• [Task requirements]
Say the number of lines in the records below that hold the word "parse", and only that number.

• [Saved entries]
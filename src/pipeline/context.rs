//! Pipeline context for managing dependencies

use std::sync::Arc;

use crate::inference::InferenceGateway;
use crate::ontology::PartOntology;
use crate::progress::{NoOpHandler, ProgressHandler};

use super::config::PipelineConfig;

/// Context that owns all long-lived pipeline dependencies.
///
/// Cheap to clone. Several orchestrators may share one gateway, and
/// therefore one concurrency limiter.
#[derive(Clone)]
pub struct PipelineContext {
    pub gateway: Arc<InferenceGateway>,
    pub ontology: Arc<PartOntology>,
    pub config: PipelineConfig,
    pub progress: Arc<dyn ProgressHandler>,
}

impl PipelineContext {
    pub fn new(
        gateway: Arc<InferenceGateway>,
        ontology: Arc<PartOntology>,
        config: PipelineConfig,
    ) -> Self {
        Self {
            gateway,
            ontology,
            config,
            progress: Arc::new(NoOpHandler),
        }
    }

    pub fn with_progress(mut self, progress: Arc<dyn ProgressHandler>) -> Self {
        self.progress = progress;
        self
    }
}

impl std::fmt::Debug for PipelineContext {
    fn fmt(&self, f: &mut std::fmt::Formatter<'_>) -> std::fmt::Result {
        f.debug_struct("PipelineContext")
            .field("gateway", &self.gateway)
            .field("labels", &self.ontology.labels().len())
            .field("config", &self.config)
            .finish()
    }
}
* * *
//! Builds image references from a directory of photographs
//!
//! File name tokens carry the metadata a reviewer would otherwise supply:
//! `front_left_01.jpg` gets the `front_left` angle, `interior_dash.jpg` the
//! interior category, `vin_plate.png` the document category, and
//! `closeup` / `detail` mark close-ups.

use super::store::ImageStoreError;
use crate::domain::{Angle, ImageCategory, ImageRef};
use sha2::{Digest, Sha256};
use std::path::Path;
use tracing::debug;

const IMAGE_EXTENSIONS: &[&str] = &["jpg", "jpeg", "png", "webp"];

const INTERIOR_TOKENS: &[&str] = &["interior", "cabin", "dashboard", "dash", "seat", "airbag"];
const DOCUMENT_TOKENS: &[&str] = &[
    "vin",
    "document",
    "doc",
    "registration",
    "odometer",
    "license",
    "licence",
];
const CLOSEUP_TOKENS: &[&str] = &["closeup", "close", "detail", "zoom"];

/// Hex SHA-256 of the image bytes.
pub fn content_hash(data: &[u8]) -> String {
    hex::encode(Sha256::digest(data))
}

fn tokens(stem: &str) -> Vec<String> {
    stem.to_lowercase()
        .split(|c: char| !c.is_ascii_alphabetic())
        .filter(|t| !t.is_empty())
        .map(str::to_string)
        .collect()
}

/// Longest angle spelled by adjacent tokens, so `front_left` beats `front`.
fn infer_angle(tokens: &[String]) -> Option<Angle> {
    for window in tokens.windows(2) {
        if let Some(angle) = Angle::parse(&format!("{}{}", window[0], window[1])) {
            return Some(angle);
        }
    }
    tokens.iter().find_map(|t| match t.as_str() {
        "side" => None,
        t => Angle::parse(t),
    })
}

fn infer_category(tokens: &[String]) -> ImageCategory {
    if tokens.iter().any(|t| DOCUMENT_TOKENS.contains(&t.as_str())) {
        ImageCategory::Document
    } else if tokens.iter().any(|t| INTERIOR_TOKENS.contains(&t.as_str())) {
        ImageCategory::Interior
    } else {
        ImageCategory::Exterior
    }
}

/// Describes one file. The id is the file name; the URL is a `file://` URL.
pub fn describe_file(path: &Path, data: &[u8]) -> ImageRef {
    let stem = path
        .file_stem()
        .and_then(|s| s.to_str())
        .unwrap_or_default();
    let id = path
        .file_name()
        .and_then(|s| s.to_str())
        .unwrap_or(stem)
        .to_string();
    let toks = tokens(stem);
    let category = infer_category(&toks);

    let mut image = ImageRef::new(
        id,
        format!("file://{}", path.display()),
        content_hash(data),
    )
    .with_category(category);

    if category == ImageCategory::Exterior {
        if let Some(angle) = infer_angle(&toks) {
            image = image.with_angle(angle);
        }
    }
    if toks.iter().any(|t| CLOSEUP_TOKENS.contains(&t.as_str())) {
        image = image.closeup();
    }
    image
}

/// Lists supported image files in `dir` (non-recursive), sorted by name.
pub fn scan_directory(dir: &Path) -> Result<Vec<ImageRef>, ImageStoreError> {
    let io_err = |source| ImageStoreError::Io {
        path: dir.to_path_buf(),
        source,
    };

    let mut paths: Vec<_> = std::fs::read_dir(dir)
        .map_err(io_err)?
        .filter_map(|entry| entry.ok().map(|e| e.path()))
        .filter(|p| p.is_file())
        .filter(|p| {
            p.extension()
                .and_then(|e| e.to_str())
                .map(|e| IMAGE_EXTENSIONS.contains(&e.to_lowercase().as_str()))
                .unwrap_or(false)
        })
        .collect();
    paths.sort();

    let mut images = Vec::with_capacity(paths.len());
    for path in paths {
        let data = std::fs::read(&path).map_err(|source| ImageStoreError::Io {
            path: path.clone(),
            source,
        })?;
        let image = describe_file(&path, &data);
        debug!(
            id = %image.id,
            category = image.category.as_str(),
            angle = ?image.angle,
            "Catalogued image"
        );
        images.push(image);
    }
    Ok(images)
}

• [Output of the task]
2